Tanzina: Gina, President Biden said he wants the country to be carbon neutral by 2050, but how realistic is that?
Gina: I actually think if you look at it, one of the things that interest me is to take a look back at the prior four years and the growth of the clean energy sector. At a time when the federal government did everything humanly possible to stop it, it grew at levels that the experts never projected, even the most aggressive projections never expected us to be where we are today.
That was because states and cities continued to move forward. That's because the population understood that clean energy can be cheaper and why wouldn't they want it because it was better for them and their families.
I think we're missing the boat and understanding that with a full-throttled response from the federal government across every agency to actually make sure that we're moving forward with smart strategies on climate that grow jobs and address the equity challenges we're facing and bring some significant community benefits to the table.
If we do that, we will build a momentum that will far surpass anything that anyone has been analyzing, and there are many computer models and we're going to be able to deliver it.
Tanzina: You sound very optimistic about the future and one of the things that we talk a lot about on this show is hope. We've also talked about environmental anxiety and the psychological duress and stress that people are feeling because of the state of climate around the world. I'm wondering, Gina, if you have anything to say that can direct us to find hope about the future for this planet?
Gina: Well, I've been doing environmental work my whole life, and I've been talking about climate change for a long time. I think part of the change that I see today is the fact that we have solutions to climate change in our midst today that we can deploy at levels that will allow us to make big leaps forward and send the right market signals that will grow the innovation we need. We saw that happening for the past four years.
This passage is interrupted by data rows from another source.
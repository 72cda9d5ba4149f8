//! Verification module - confirms a local trigger against a remote event feed

mod client;
mod feed;
mod query;

pub use client::VerificationClient;
pub use feed::{EventFeed, Feature, FeatureCollection, FeatureProperties, UsgsFeed};
pub use query::{VerificationQuery, FORMAT, RADIUS_KM, WINDOW_MINUTES};

use serde::{Deserialize, Serialize};
use thiserror::Error;

/// Outcome of one verification attempt
#[derive(Debug, Clone, PartialEq, Serialize, Deserialize)]
pub enum VerificationResult {
    /// The feed reported at least one matching event
    Confirmed { events: usize },
    NoEvent,
    Failed(VerificationError),
}

impl VerificationResult {
    pub fn from_collection(collection: &FeatureCollection) -> Self {
        match collection.features.len() {
            0 => Self::NoEvent,
            events => Self::Confirmed { events },
        }
    }

    pub fn is_confirmed(&self) -> bool {
        matches!(self, Self::Confirmed { .. })
    }
}

/// Why a feed query produced no usable answer
#[derive(Debug, Clone, PartialEq, Eq, Error, Serialize, Deserialize)]
pub enum VerificationError {
    #[error("feed request failed: {0}")]
    Transport(String),

    #[error("feed answered with HTTP {0}")]
    Status(u16),

    #[error("could not decode feed response: {0}")]
    Decode(String),
}

impl From<reqwest::Error> for VerificationError {
    fn from(e: reqwest::Error) -> Self {
        Self::Transport(e.to_string())
    }
}

impl From<serde_json::Error> for VerificationError {
    fn from(e: serde_json::Error) -> Self {
        Self::Decode(e.to_string())
    }
}
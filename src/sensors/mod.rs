//! Sensor module - motion sample sources

mod traits;
mod mma7660;
mod simulator;

pub use traits::{Axis, Reading, SampleSource};
pub use mma7660::{counts_to_g, decode_axis, DEFAULT_ADDRESS as MMA7660_ADDRESS};
#[cfg(feature = "hardware")]
pub use mma7660::Mma7660Sensor;
pub use simulator::SimulatedAccelerometer;
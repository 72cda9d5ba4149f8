// Copyright (c) 2026 bad-antics
// Licensed under the MIT License. See LICENSE file in the project root.

//! Simulated accelerometer for demo mode

use async_trait::async_trait;
use anyhow::Result;
use rand::prelude::*;
use rand_distr::StandardNormal;

use super::SampleSource;

/// Standard deviation of the resting noise floor, in g
const NOISE_STD_G: f64 = 0.02;

/// Produces a quiet noise floor with occasional bursts of shaking
pub struct SimulatedAccelerometer {
    id: String,
    rng: StdRng,
    shake_probability: f64,
    shake_ticks_left: u32,
}

impl SimulatedAccelerometer {
    pub fn new(id: &str) -> Self {
        Self::with_rng(id, StdRng::from_entropy())
    }

    /// Deterministic simulator for reproducible runs
    pub fn seeded(id: &str, seed: u64) -> Self {
        Self::with_rng(id, StdRng::seed_from_u64(seed))
    }

    fn with_rng(id: &str, rng: StdRng) -> Self {
        Self {
            id: id.to_string(),
            rng,
            shake_probability: 0.002,
            shake_ticks_left: 0,
        }
    }

    pub fn with_shake_probability(mut self, probability: f64) -> Self {
        self.shake_probability = probability.clamp(0.0, 1.0);
        self
    }

    fn next_sample(&mut self) -> f64 {
        if self.shake_ticks_left == 0 && self.rng.gen::<f64>() < self.shake_probability {
            self.shake_ticks_left = self.rng.gen_range(5..30);
        }

        let mut value = self.rng.sample::<f64, _>(StandardNormal) * NOISE_STD_G;
        if self.shake_ticks_left > 0 {
            self.shake_ticks_left -= 1;
            value += self.rng.gen_range(1.1..1.5);
        }
        value
    }
}

#[async_trait]
impl SampleSource for SimulatedAccelerometer {
    fn id(&self) -> &str {
        &self.id
    }

    async fn read_magnitude(&mut self) -> Result<f64> {
        Ok(self.next_sample())
    }
}
// Copyright (c) 2026 bad-antics
// Licensed under the MIT License. See LICENSE file in the project root.

//! Configuration module

use anyhow::{bail, Context, Result};
use serde::{Deserialize, Serialize};
use std::path::{Path, PathBuf};
use tracing::info;

use crate::sensors::Axis;

/// Main application configuration
#[derive(Debug, Clone, Default, PartialEq, Serialize, Deserialize)]
#[serde(default)]
pub struct Config {
    /// Use the simulated accelerometer and the console display
    pub demo_mode: bool,

    /// Where to look for reported events
    pub location: Location,

    /// Remote event feed
    pub feed: FeedConfig,

    /// Accelerometer wiring
    pub sensor: SensorConfig,

    /// LCD wiring
    pub display: DisplayConfig,
}

impl Config {
    /// Load configuration from file
    pub fn load(path: &Path) -> Result<Self> {
        let content = std::fs::read_to_string(path)
            .with_context(|| format!("reading config {:?}", path))?;
        let config: Config = toml::from_str(&content)
            .with_context(|| format!("parsing config {:?}", path))?;
        config.validate()?;
        info!("Loaded configuration from {:?}", path);
        Ok(config)
    }

    /// Save configuration to file
    pub fn save(&self, path: &Path) -> Result<()> {
        let content = toml::to_string_pretty(self)?;
        std::fs::write(path, content)?;
        info!("Saved configuration to {:?}", path);
        Ok(())
    }

    /// Load or create default configuration
    pub fn load_or_create(path: &Path) -> Result<Self> {
        if path.exists() {
            Self::load(path)
        } else {
            let config = Self::default();

            if let Some(parent) = path.parent() {
                std::fs::create_dir_all(parent)?;
            }

            config.save(path)?;
            Ok(config)
        }
    }

    /// Reject values the pipeline cannot work with
    pub fn validate(&self) -> Result<()> {
        self.location.validate()?;
        if self.feed.endpoint.trim().is_empty() {
            bail!("feed.endpoint must not be empty");
        }
        if self.feed.timeout_secs == 0 {
            bail!("feed.timeout_secs must be greater than zero");
        }
        Ok(())
    }

    /// Get configuration directory
    pub fn config_dir() -> PathBuf {
        dirs::config_dir()
            .map(|d| d.join("quakewatch"))
            .unwrap_or_else(|| PathBuf::from("./config"))
    }

    /// Get default configuration path
    pub fn default_path() -> PathBuf {
        Self::config_dir().join("config.toml")
    }
}

/// Observer location, read once at startup
#[derive(Debug, Clone, Copy, Default, PartialEq, Serialize, Deserialize)]
pub struct Location {
    pub latitude: f64,
    pub longitude: f64,
}

impl Location {
    pub fn new(latitude: f64, longitude: f64) -> Self {
        Self { latitude, longitude }
    }

    pub fn validate(&self) -> Result<()> {
        if !(-90.0..=90.0).contains(&self.latitude) {
            bail!("latitude {} is outside [-90, 90]", self.latitude);
        }
        if !(-180.0..=180.0).contains(&self.longitude) {
            bail!("longitude {} is outside [-180, 180]", self.longitude);
        }
        Ok(())
    }
}

/// Event feed configuration
#[derive(Debug, Clone, PartialEq, Serialize, Deserialize)]
#[serde(default)]
pub struct FeedConfig {
    /// FDSN event query endpoint
    pub endpoint: String,

    /// Whole-request timeout in seconds
    pub timeout_secs: u64,
}

impl Default for FeedConfig {
    fn default() -> Self {
        Self {
            endpoint: "https://earthquake.usgs.gov/fdsnws/event/1/query".to_string(),
            timeout_secs: 10,
        }
    }
}

/// Accelerometer configuration
#[derive(Debug, Clone, PartialEq, Serialize, Deserialize)]
#[serde(default)]
pub struct SensorConfig {
    /// I2C bus number
    pub i2c_bus: u8,

    /// 7-bit device address
    pub address: u16,

    /// Axis compared against the threshold
    pub axis: Axis,
}

impl Default for SensorConfig {
    fn default() -> Self {
        Self {
            i2c_bus: 0,
            address: crate::sensors::MMA7660_ADDRESS,
            axis: Axis::X,
        }
    }
}

/// RGB LCD configuration
#[derive(Debug, Clone, PartialEq, Serialize, Deserialize)]
#[serde(default)]
pub struct DisplayConfig {
    /// I2C bus number
    pub i2c_bus: u8,

    /// Character controller address
    pub lcd_address: u16,

    /// Backlight controller address
    pub rgb_address: u16,
}

impl Default for DisplayConfig {
    fn default() -> Self {
        Self {
            i2c_bus: 0,
            lcd_address: crate::display::LCD_ADDRESS,
            rgb_address: crate::display::RGB_ADDRESS,
        }
    }
}
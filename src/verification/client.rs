// Copyright (c) 2026 bad-antics
// Licensed under the MIT License. See LICENSE file in the project root.

//! Verification client - one feed query per trigger

use std::sync::atomic::{AtomicU64, Ordering};
use std::sync::Arc;

use chrono::Utc;
use tokio::task::JoinHandle;
use tracing::{info, warn};

use super::{EventFeed, VerificationQuery, VerificationResult};
use crate::config::Location;
use crate::display::DisplayHandle;

/// Turns triggers into feed queries and feeds the verdicts to the display.
///
/// Every call to [`verify`](Self::verify) starts an independent attempt.
/// Attempts in flight are neither deduplicated nor cancelled, so when they
/// overlap the display ends up showing whichever finished last.
pub struct VerificationClient {
    feed: Arc<dyn EventFeed>,
    location: Location,
    display: DisplayHandle,
    attempts: AtomicU64,
}

impl VerificationClient {
    pub fn new(feed: Arc<dyn EventFeed>, location: Location, display: DisplayHandle) -> Self {
        Self {
            feed,
            location,
            display,
            attempts: AtomicU64::new(0),
        }
    }

    /// Start a verification without waiting for it.
    ///
    /// The display switches to `Checking` before this returns. The
    /// returned handle resolves to the same result the display receives.
    /// Must be called within a tokio runtime.
    pub fn verify(&self) -> JoinHandle<VerificationResult> {
        let attempt = self.attempts.fetch_add(1, Ordering::Relaxed) + 1;
        self.display.start_checking();

        let query = VerificationQuery::new(Utc::now(), self.location);
        let feed = Arc::clone(&self.feed);
        let display = self.display.clone();

        tokio::spawn(async move {
            let result = Self::resolve(feed.as_ref(), &query).await;
            match &result {
                VerificationResult::Confirmed { events } => {
                    info!("Verification #{}: {} event(s) reported nearby", attempt, events)
                }
                VerificationResult::NoEvent => {
                    info!("Verification #{}: no events reported nearby", attempt)
                }
                VerificationResult::Failed(e) => warn!("Verification #{} failed: {}", attempt, e),
            }
            display.show_result(result.clone());
            result
        })
    }

    /// Run one query against `feed` and classify the answer
    pub async fn resolve(feed: &dyn EventFeed, query: &VerificationQuery) -> VerificationResult {
        match feed.fetch(query).await {
            Ok(collection) => VerificationResult::from_collection(&collection),
            Err(e) => VerificationResult::Failed(e),
        }
    }

    /// Number of verifications started so far
    pub fn attempts(&self) -> u64 {
        self.attempts.load(Ordering::Relaxed)
    }

    pub fn location(&self) -> Location {
        self.location
    }
}
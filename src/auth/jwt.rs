use axum::extract::FromRef;
use jsonwebtoken::errors::ErrorKind;
use jsonwebtoken::{decode, encode, DecodingKey, EncodingKey, Header, Validation};
use serde::{Deserialize, Serialize};
use time::{Duration, OffsetDateTime};
use tracing::{debug, warn};

use crate::state::AppState;

/// JWT payload: the subject is the user's email.
#[derive(Debug, Serialize, Deserialize)]
pub struct Claims {
    pub sub: String,
    pub iat: usize,
    pub exp: usize,
}

/// Signs and verifies identity tokens. Stateless; pure apart from the clock.
#[derive(Clone)]
pub struct JwtKeys {
    encoding: EncodingKey,
    decoding: DecodingKey,
    ttl: Duration,
}

impl FromRef<AppState> for JwtKeys {
    fn from_ref(state: &AppState) -> Self {
        let jwt = &state.config.jwt;
        Self::new(&jwt.secret, Duration::minutes(jwt.ttl_minutes))
    }
}

impl JwtKeys {
    pub fn new(secret: &str, ttl: Duration) -> Self {
        Self {
            encoding: EncodingKey::from_secret(secret.as_bytes()),
            decoding: DecodingKey::from_secret(secret.as_bytes()),
            ttl,
        }
    }

    /// No clock-skew allowance: a token is invalid the moment `exp` passes.
    fn validation() -> Validation {
        let mut validation = Validation::default();
        validation.leeway = 0;
        validation
    }

    /// Issue a token carrying `email` as its subject, valid for the
    /// configured window.
    pub fn issue(&self, email: &str) -> anyhow::Result<String> {
        let now = OffsetDateTime::now_utc();
        let exp = now + self.ttl;
        let claims = Claims {
            sub: email.to_owned(),
            iat: now.unix_timestamp() as usize,
            exp: exp.unix_timestamp() as usize,
        };
        let token = encode(&Header::default(), &claims, &self.encoding)?;
        debug!(subject = %email, "jwt signed");
        Ok(token)
    }

    /// True when the token has a valid signature and an unexpired `exp`.
    /// Failures are logged and swallowed; callers only ever see a boolean.
    pub fn validate(&self, token: &str) -> bool {
        match decode::<Claims>(token, &self.decoding, &Self::validation()) {
            Ok(_) => true,
            Err(e) => {
                match e.kind() {
                    ErrorKind::ExpiredSignature => warn!("jwt is expired"),
                    ErrorKind::InvalidSignature => warn!("invalid jwt signature"),
                    _ => warn!(error = %e, "invalid jwt"),
                }
                false
            }
        }
    }

    /// Re-verify the token and return its subject. Errors on any invalid
    /// token rather than returning garbage.
    pub fn subject(&self, token: &str) -> anyhow::Result<String> {
        let data = decode::<Claims>(token, &self.decoding, &Self::validation())?;
        Ok(data.claims.sub)
    }
}

#[cfg(test)]
mod tests {
    use super::*;

    fn make_keys() -> JwtKeys {
        JwtKeys::new("test-secret", Duration::minutes(5))
    }

    #[test]
    fn issue_then_validate_and_extract_subject() {
        let keys = make_keys();
        let token = keys.issue("yoga@studio.com").expect("issue");
        assert!(keys.validate(&token));
        assert_eq!(keys.subject(&token).expect("subject"), "yoga@studio.com");
    }

    #[tokio::test]
    async fn keys_built_from_state_config() {
        let state = crate::state::AppState::fake();
        let keys = JwtKeys::from_ref(&state);
        let token = keys.issue("yoga@studio.com").expect("issue");
        assert!(keys.validate(&token));
    }

    #[test]
    fn validate_rejects_tampered_token() {
        let keys = make_keys();
        let token = keys.issue("yoga@studio.com").expect("issue");
        // Flip a character in the payload segment
        let mut bytes = token.into_bytes();
        let mid = bytes.len() / 2;
        bytes[mid] = if bytes[mid] == b'a' { b'b' } else { b'a' };
        let tampered = String::from_utf8(bytes).expect("utf8");
        assert!(!keys.validate(&tampered));
    }

    #[test]
    fn validate_rejects_token_signed_with_other_secret() {
        let keys = make_keys();
        let other = JwtKeys::new("other-secret", Duration::minutes(5));
        let token = other.issue("yoga@studio.com").expect("issue");
        assert!(!keys.validate(&token));
    }

    #[test]
    fn validate_rejects_token_expired_moments_ago() {
        // Expiry is strict; no leeway window after `exp`
        let keys = JwtKeys::new("test-secret", Duration::seconds(-30));
        let token = keys.issue("yoga@studio.com").expect("issue");
        assert!(!keys.validate(&token));
        assert!(keys.subject(&token).is_err());
    }

    #[test]
    fn validate_rejects_malformed_and_empty_tokens() {
        let keys = make_keys();
        assert!(!keys.validate("invalid.token.here"));
        assert!(!keys.validate(""));
    }

    #[test]
    fn subject_errors_on_invalid_token() {
        let keys = make_keys();
        assert!(keys.subject("invalid.token.here").is_err());

        let other = JwtKeys::new("other-secret", Duration::minutes(5));
        let token = other.issue("yoga@studio.com").expect("issue");
        assert!(keys.subject(&token).is_err());
    }
}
I know people are afraid. I know people fear about tomorrow, nevermind the future. Let's keep talking about climate change not as a planetary problem, but a problem that actually meets the needs of people moving forward. That is our ability to keep things growing and to grow the economy.
I think if we do that and continue to make it real and relevant to human beings, that we have solutions, let's get them out there. Those solutions are better for them. Then we can build the kind of momentum we need to have the kind of world we want to hand to our children.
I am very bullish that we can do this, and frankly, there's no other choice, but to do this. People get it, they're not denying climate science. All they're wanting is a path forward to work together and one that doesn't hurt them in their pocketbooks or in their health but actually does just the opposite, and we have those opportunities today.
Tanzina: Gina McCarthy is the former head of the environmental protection agency under the Obama administration, and will now be serving as the national climate advisor to President-elect Joe Biden. Gina, thanks for joining us.
Gina: Tanzina, thanks for building hope. I much appreciate it.